Data excerpts Block Start
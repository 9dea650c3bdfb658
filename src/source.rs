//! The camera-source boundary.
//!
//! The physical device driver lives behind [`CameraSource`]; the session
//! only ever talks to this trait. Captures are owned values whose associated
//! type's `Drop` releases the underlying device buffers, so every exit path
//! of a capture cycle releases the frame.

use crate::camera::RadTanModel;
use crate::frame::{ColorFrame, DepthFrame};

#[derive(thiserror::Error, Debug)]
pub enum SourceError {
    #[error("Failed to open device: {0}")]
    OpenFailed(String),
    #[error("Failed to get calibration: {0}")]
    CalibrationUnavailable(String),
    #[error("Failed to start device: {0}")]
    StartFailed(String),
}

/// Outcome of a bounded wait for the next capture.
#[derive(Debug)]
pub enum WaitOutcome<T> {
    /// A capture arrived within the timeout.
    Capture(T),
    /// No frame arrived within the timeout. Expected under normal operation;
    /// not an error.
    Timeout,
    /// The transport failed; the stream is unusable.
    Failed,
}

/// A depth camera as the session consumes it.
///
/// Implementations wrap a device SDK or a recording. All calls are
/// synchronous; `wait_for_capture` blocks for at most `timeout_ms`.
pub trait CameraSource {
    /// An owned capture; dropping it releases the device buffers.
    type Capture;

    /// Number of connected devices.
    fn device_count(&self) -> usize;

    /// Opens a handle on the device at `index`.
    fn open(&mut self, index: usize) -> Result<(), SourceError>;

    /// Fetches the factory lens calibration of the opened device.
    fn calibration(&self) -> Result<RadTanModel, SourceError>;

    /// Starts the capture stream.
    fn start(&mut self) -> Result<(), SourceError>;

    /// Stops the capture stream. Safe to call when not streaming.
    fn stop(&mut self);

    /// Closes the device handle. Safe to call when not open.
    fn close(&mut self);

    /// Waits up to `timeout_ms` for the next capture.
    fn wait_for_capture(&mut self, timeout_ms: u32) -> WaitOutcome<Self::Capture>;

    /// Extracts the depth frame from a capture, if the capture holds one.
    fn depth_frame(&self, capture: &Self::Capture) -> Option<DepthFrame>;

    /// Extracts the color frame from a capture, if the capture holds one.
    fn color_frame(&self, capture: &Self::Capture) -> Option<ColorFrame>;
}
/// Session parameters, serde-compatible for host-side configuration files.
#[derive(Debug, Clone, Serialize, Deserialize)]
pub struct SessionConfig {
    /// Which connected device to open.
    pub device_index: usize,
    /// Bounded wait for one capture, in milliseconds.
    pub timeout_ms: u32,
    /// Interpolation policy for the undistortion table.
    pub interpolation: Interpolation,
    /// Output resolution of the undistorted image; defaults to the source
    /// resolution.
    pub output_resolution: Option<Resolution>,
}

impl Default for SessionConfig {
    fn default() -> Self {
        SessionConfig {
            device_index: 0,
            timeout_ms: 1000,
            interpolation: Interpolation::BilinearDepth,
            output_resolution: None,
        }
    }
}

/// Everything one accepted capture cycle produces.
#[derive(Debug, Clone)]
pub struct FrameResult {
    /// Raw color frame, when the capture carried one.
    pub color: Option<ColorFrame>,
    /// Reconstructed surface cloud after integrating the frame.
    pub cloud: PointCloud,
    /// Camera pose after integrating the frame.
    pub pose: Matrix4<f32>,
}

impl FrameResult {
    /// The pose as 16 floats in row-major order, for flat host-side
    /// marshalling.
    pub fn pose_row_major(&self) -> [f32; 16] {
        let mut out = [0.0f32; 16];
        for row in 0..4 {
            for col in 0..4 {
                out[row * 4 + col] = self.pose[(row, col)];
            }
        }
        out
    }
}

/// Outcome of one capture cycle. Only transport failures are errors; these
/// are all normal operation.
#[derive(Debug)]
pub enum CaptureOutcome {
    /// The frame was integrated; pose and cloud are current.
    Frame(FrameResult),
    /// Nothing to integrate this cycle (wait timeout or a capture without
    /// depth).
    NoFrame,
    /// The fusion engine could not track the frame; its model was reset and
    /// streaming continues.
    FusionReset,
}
Data excerpts Block End
> **Work required**: The full set of entries above has to be restated exactly.

> **Response area**:
repository 9dea650c3bdfb658
filename src/source.rs
//! The camera-source boundary.
//!
//! The physical device driver lives behind [`CameraSource`]; the session
//! only ever talks to this trait. Captures are owned values whose associated
//! type's `Drop` releases the underlying device buffers, so every exit path
//! of a capture cycle releases the frame.

use crate::camera::RadTanModel;
use crate::frame::{ColorFrame, DepthFrame};

#[derive(thiserror::Error, Debug)]
pub enum SourceError {
    #[error("Failed to open device: {0}")]
    OpenFailed(String),
    #[error("Failed to get calibration: {0}")]
    CalibrationUnavailable(String),
    #[error("Failed to start device: {0}")]
    StartFailed(String),
}

/// Outcome of a bounded wait for the next capture.
#[derive(Debug)]
pub enum WaitOutcome<T> {
    /// A capture arrived within the timeout.
    Capture(T),
    /// No frame arrived within the timeout. Expected under normal operation;
    /// not an error.
    Timeout,
    /// The transport failed; the stream is unusable.
    Failed,
}

/// A depth camera as the session consumes it.
///
/// Implementations wrap a device SDK or a recording. All calls are
/// synchronous; `wait_for_capture` blocks for at most `timeout_ms`.
pub trait CameraSource {
    /// An owned capture; dropping it releases the device buffers.
    type Capture;

    /// Number of connected devices.
    fn device_count(&self) -> usize;

    /// Opens a handle on the device at `index`.
    fn open(&mut self, index: usize) -> Result<(), SourceError>;

    /// Fetches the factory lens calibration of the opened device.
    fn calibration(&self) -> Result<RadTanModel, SourceError>;

    /// Starts the capture stream.
    fn start(&mut self) -> Result<(), SourceError>;

    /// Stops the capture stream. Safe to call when not streaming.
    fn stop(&mut self);

    /// Closes the device handle. Safe to call when not open.
    fn close(&mut self);

    /// Waits up to `timeout_ms` for the next capture.
    fn wait_for_capture(&mut self, timeout_ms: u32) -> WaitOutcome<Self::Capture>;

    /// Extracts the depth frame from a capture, if the capture holds one.
    fn depth_frame(&self, capture: &Self::Capture) -> Option<DepthFrame>;

    /// Extracts the color frame from a capture, if the capture holds one.
    fn color_frame(&self, capture: &Self::Capture) -> Option<ColorFrame>;
}
/// Session parameters, serde-compatible for host-side configuration files.
#[derive(Debug, Clone, Serialize, Deserialize)]
pub struct SessionConfig {
    /// Which connected device to open.
    pub device_index: usize,
    /// Bounded wait for one capture, in milliseconds.
    pub timeout_ms: u32,
    /// Interpolation policy for the undistortion table.
    pub interpolation: Interpolation,
    /// Output resolution of the undistorted image; defaults to the source
    /// resolution.
    pub output_resolution: Option<Resolution>,
}

impl Default for SessionConfig {
    fn default() -> Self {
        SessionConfig {
            device_index: 0,
            timeout_ms: 1000,
            interpolation: Interpolation::BilinearDepth,
            output_resolution: None,
        }
    }
}

/// Everything one accepted capture cycle produces.
#[derive(Debug, Clone)]
pub struct FrameResult {
    /// Raw color frame, when the capture carried one.
    pub color: Option<ColorFrame>,
    /// Reconstructed surface cloud after integrating the frame.
    pub cloud: PointCloud,
    /// Camera pose after integrating the frame.
    pub pose: Matrix4<f32>,
}

impl FrameResult {
    /// The pose as 16 floats in row-major order, for flat host-side
    /// marshalling.
    pub fn pose_row_major(&self) -> [f32; 16] {
        let mut out = [0.0f32; 16];
        for row in 0..4 {
            for col in 0..4 {
                out[row * 4 + col] = self.pose[(row, col)];
            }
        }
        out
    }
}

/// Outcome of one capture cycle. Only transport failures are errors; these
/// are all normal operation.
#[derive(Debug)]
pub enum CaptureOutcome {
    /// The frame was integrated; pose and cloud are current.
    Frame(FrameResult),
    /// Nothing to integrate this cycle (wait timeout or a capture without
    /// depth).
    NoFrame,
    /// The fusion engine could not track the frame; its model was reset and
    /// streaming continues.
    FusionReset,
}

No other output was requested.